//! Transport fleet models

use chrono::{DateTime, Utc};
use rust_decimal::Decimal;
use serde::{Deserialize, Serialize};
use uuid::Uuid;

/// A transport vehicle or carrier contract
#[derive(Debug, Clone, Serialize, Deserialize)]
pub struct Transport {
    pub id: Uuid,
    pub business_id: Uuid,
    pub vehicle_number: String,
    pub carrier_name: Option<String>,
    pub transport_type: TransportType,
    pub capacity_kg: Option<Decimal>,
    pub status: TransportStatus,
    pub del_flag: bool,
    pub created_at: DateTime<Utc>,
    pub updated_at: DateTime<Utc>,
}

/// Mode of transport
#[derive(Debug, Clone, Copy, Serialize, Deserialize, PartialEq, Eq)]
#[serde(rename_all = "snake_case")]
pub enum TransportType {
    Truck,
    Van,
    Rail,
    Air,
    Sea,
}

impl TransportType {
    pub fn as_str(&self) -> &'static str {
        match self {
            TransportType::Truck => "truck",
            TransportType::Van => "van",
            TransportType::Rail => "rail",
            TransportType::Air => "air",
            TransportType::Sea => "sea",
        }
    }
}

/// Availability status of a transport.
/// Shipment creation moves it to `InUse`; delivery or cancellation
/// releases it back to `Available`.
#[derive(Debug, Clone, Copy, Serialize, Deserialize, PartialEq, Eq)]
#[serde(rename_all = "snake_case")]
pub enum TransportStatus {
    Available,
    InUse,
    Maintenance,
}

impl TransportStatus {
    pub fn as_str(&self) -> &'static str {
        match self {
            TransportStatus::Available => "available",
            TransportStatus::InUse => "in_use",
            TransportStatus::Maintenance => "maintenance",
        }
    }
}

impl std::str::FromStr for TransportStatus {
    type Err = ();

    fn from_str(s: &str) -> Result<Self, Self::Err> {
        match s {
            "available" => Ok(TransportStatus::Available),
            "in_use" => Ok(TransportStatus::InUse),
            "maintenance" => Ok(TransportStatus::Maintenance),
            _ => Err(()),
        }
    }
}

- - -

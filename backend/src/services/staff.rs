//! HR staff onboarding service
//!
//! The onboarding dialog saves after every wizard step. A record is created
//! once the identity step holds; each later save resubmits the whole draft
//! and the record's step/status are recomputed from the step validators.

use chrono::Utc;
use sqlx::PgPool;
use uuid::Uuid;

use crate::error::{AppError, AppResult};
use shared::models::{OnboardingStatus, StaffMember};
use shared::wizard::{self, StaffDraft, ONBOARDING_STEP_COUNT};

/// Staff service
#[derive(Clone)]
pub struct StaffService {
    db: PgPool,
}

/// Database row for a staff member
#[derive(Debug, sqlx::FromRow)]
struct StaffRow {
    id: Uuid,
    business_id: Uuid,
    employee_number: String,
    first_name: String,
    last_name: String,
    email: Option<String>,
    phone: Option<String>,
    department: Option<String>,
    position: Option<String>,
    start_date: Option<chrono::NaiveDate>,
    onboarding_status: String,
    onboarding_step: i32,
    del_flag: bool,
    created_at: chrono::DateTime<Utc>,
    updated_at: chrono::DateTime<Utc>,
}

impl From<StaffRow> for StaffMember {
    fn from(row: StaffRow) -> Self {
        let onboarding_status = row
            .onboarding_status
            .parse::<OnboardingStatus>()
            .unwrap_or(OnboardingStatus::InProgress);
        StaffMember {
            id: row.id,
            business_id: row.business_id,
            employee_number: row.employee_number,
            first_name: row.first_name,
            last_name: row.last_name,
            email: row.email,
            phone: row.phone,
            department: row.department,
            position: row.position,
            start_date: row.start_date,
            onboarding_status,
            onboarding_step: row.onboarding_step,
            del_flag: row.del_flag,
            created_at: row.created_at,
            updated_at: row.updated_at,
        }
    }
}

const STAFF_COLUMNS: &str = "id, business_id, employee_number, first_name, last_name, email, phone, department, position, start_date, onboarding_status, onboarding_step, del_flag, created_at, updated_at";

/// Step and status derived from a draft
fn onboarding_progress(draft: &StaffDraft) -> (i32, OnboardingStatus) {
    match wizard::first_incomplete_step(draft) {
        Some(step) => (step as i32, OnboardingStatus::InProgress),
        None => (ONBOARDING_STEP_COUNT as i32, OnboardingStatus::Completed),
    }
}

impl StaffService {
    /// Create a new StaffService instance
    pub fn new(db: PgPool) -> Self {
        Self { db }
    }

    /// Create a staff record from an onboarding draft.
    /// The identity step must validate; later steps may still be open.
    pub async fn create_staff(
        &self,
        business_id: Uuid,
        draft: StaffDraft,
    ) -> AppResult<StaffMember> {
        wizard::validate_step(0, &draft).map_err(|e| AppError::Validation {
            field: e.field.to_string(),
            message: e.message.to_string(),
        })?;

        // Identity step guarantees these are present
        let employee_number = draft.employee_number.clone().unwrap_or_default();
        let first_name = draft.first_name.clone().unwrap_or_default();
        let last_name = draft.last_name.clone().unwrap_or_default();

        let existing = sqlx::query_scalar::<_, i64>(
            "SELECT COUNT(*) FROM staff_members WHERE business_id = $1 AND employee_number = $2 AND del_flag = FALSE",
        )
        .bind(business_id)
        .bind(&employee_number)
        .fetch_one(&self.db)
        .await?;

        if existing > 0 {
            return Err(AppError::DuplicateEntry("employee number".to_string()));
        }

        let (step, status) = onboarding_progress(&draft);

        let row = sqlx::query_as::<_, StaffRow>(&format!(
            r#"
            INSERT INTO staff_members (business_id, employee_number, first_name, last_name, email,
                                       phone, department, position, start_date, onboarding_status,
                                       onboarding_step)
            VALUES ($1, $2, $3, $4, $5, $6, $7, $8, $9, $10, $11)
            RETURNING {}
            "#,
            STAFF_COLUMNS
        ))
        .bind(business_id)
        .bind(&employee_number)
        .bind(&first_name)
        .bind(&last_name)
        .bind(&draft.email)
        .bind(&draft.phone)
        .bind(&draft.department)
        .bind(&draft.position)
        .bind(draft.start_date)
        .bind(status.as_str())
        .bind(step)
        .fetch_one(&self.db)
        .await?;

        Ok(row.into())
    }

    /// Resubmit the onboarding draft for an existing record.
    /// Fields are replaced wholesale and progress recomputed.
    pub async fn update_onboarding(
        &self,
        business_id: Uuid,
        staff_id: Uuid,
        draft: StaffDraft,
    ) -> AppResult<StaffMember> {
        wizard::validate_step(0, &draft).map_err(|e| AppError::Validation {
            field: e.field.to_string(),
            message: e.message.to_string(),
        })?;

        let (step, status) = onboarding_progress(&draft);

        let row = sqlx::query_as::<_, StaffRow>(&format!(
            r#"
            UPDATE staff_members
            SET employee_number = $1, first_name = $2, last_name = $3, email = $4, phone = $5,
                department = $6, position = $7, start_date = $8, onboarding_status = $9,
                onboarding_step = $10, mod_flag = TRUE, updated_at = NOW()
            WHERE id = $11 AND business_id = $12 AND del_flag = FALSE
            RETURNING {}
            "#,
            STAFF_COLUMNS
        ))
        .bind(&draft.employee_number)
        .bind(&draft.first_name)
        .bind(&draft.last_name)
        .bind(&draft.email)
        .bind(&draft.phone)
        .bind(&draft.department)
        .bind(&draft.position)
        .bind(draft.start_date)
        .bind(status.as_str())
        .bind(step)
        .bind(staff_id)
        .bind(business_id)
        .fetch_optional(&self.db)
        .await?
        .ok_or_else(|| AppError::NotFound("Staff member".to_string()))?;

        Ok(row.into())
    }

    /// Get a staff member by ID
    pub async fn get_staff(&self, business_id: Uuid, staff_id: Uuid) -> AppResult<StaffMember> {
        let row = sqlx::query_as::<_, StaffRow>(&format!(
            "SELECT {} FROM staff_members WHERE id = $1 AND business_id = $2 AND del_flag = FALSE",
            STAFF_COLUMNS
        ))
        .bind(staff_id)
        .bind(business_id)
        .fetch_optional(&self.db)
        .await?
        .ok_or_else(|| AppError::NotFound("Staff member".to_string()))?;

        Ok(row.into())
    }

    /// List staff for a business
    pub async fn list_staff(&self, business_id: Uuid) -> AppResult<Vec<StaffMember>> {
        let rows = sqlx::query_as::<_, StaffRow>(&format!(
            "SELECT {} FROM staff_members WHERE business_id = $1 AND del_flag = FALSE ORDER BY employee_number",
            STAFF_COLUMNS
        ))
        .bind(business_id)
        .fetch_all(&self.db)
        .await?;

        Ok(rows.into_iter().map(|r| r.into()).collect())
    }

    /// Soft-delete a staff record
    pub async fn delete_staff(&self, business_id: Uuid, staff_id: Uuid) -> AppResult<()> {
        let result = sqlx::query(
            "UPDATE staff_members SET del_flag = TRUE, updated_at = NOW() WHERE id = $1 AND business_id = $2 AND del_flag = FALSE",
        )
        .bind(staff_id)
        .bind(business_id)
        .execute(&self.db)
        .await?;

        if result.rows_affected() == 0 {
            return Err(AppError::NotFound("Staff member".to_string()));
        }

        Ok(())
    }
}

- - -

*Work to complete*: Using the listing above, show each line holding the string "shared".

*Task answer*:
use shared::models::{OnboardingStatus, StaffMember};
use shared::wizard::{self, StaffDraft, ONBOARDING_STEP_COUNT};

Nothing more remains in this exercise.